Apple is reportedly on a shopping spree. CEO Tim Cook revealed that it’s bought 20 to 25 companies in the last six months, up from 18 acquisitions last year. These aren’t usually announced, the executive explained, because they’re often small firms and Apple is “primarily looking for talent and intellectual property.”
“We acquire everything that we need that can fit and has a strategic purpose to it. And so we acquire a company on average, every two to three weeks,” Cook revealed in an interview published Monday.
After spending on projects like its $1 billion secondary campus in Austin the company looks for targets of opportunity, Cook continued.
“If we have money left over, we look to see what else we [can] do,” he commented. “We acquire everything that we need that can fit and has a strategic purpose to it. And so we acquire a company on average, every two to three weeks.”

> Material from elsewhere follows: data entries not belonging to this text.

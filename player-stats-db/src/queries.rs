//! Read queries for the roster database.

use player_stats_catalog::Player;
use rusqlite::{Connection, Row, params};

use crate::operations::OperationError;

/// List every player, highest rating first. Ties are ordered by id.
pub fn list_players(conn: &Connection) -> Result<Vec<Player>, OperationError> {
    let mut stmt = conn.prepare(
        "SELECT id, name, position, rating, club, nation
         FROM players ORDER BY rating DESC, id ASC",
    )?;
    let rows = stmt.query_map([], row_to_player)?;
    rows.collect::<Result<Vec<_>, _>>().map_err(Into::into)
}

/// Find a player by id.
pub fn find_player(conn: &Connection, id: i64) -> Result<Option<Player>, OperationError> {
    let mut stmt = conn.prepare(
        "SELECT id, name, position, rating, club, nation
         FROM players WHERE id = ?1",
    )?;
    let result = stmt.query_row(params![id], row_to_player);
    match result {
        Ok(player) => Ok(Some(player)),
        Err(rusqlite::Error::QueryReturnedNoRows) => Ok(None),
        Err(e) => Err(e.into()),
    }
}

/// Number of stored players.
pub fn count_players(conn: &Connection) -> Result<usize, OperationError> {
    let count: i64 = conn.query_row("SELECT COUNT(*) FROM players", [], |row| row.get(0))?;
    Ok(count as usize)
}

/// Round-trip a trivial statement to prove the connection is usable.
pub fn ping(conn: &Connection) -> Result<(), OperationError> {
    conn.query_row("SELECT 1", [], |row| row.get::<_, i64>(0))?;
    Ok(())
}

fn row_to_player(row: &Row<'_>) -> rusqlite::Result<Player> {
    Ok(Player {
        id: row.get(0)?,
        name: row.get(1)?,
        position: row.get(2)?,
        rating: row.get(3)?,
        club: row.get(4)?,
        nation: row.get(5)?,
    })
}
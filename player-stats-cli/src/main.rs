//! player-stats CLI
//!
//! Command-line front end for the Player Stats API.

mod cli_types;
mod client;
mod commands;
mod error;
mod spinner;

use std::io::Write;

use clap::Parser;
use log::LevelFilter;

use cli_types::{Cli, Commands};
use client::ApiClient;
use error::CliError;

fn main() {
    let cli = Cli::parse();
    init_logging(cli.quiet, cli.verbose);

    match run(cli) {
        Ok(()) => {}
        Err(CliError::Cancelled) => log::info!("Cancelled."),
        Err(CliError::Api { status, message }) => {
            log::debug!("API responded with HTTP {status}");
            log::error!("{message}");
            std::process::exit(1);
        }
        Err(e) => {
            log::error!("{e}");
            std::process::exit(1);
        }
    }
}

fn run(cli: Cli) -> Result<(), CliError> {
    let client = ApiClient::new(&cli.api)?;
    log::debug!("Using API at {}", client.base());
    let quiet = cli.quiet;

    match cli.command {
        Commands::List { filter } => commands::run_list(&client, &filter, quiet),
        Commands::Options => commands::run_options(&client, quiet),
        Commands::Show { id } => commands::run_show(&client, id, quiet),
        Commands::Add { player } => commands::run_add(&client, player, quiet),
        Commands::Edit { id, changes } => commands::run_edit(&client, id, &changes, quiet),
        Commands::Remove { id, yes } => commands::run_remove(&client, id, yes, quiet),
        Commands::Health => commands::run_health(&client, quiet),
    }
}

/// Plain messages on stdout; `--verbose` adds level and target.
fn init_logging(quiet: bool, verbose: bool) {
    let level = if quiet {
        LevelFilter::Warn
    } else if verbose {
        LevelFilter::Debug
    } else {
        LevelFilter::Info
    };

    let mut builder = env_logger::Builder::new();
    builder
        .filter_level(LevelFilter::Warn)
        .filter_module("player_stats", level)
        .target(env_logger::Target::Stdout);
    if verbose {
        builder.format(|buf, record| {
            writeln!(buf, "[{} {}] {}", record.level(), record.target(), record.args())
        });
    } else {
        builder.format(|buf, record| writeln!(buf, "{}", record.args()));
    }
    builder.parse_default_env().init();
}
use axum::Json;
use axum::http::StatusCode;
use axum::response::{IntoResponse, Response};
use player_stats_db::PoolError;
use player_stats_lib::{ServiceError, SettingsError};
use serde_json::json;
use thiserror::Error;

/// Failures that stop the server process before or while serving.
#[derive(Debug, Error)]
pub enum ServerError {
    #[error("Configuration error: {0}")]
    Settings(#[from] SettingsError),

    #[error("Database connection failed: {0}")]
    Database(#[from] PoolError),

    #[error("Failed to bind {addr}: {source}")]
    Bind {
        addr: String,
        source: std::io::Error,
    },

    #[error("I/O error: {0}")]
    Io(#[from] std::io::Error),
}

/// An error response with a `{"error": ...}` body.
#[derive(Debug, Clone, PartialEq, Eq)]
pub struct ApiError {
    status: StatusCode,
    message: String,
}

impl ApiError {
    pub fn new(status: StatusCode, message: impl Into<String>) -> Self {
        Self {
            status,
            message: message.into(),
        }
    }

    pub fn bad_request(message: impl Into<String>) -> Self {
        Self::new(StatusCode::BAD_REQUEST, message)
    }

    pub fn not_found(message: impl Into<String>) -> Self {
        Self::new(StatusCode::NOT_FOUND, message)
    }

    pub fn internal(message: impl Into<String>) -> Self {
        Self::new(StatusCode::INTERNAL_SERVER_ERROR, message)
    }

    /// Map a service outcome to a response. Persistence failures are logged
    /// and replaced by the operation's generic `failure` message.
    pub fn from_service(err: ServiceError, failure: &'static str) -> Self {
        match err {
            ServiceError::Validation(msg) => Self::bad_request(msg),
            ServiceError::NotFound => Self::not_found(ServiceError::NotFound.to_string()),
            ServiceError::Persistence(source) => {
                match &source {
                    PoolError::Exhausted(_) => log::error!("{failure}: pool exhausted: {source}"),
                    PoolError::Timeout(_) => log::error!("{failure}: query timed out: {source}"),
                    _ => log::error!("{failure}: {source}"),
                }
                Self::internal(failure)
            }
        }
    }

    pub fn status(&self) -> StatusCode {
        self.status
    }

    pub fn message(&self) -> &str {
        &self.message
    }
}

impl IntoResponse for ApiError {
    fn into_response(self) -> Response {
        (self.status, Json(json!({ "error": self.message }))).into_response()
    }
}
//! Progress spinner shown while waiting on the API.

use std::time::Duration;

use indicatif::{ProgressBar, ProgressDrawTarget, ProgressStyle};

/// Start a ticking spinner with `msg`. Hidden entirely when `quiet` is set.
pub(crate) fn start(msg: impl Into<String>, quiet: bool) -> ProgressBar {
    let pb = if quiet {
        ProgressBar::with_draw_target(None, ProgressDrawTarget::hidden())
    } else {
        ProgressBar::new_spinner()
    };
    let style = ProgressStyle::with_template("  {spinner:.cyan} {msg}")
        .unwrap_or_else(|_| ProgressStyle::default_spinner())
        .tick_chars("/-\\|");
    pb.set_style(style);
    pb.set_message(msg.into());
    pb.enable_steady_tick(Duration::from_millis(100));
    pb
}

/// Run `f` behind a spinner and clear it afterwards, whatever the outcome.
pub(crate) fn with_spinner<T>(msg: impl Into<String>, quiet: bool, f: impl FnOnce() -> T) -> T {
    let pb = start(msg, quiet);
    let result = f();
    pb.finish_and_clear();
    result
}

Some recent small-scale takeovers include backend startup Stamplay and machine learning outfit Laserlike. Other areas of interest include augmented reality and Apple Music content.
Analysts and investors have sometimes pushed Apple to use its cash reserves — now topping $225.4 billion — to buy out large corporations, even rivals like Netflix or Tesla. It hasn’t made any such purchase since 2014, when it spent $3 billion on buying Beats to lay the groundwork for Apple Music and future audio gear.
Its last major purchase was the Texture magazine app in 2018. , announced during SXSW 2018, for which it allegedly paid at least $485 million. That service formed the basis for Apple News+, which lets people read a collection of magazines and newspapers for a flat monthly fee.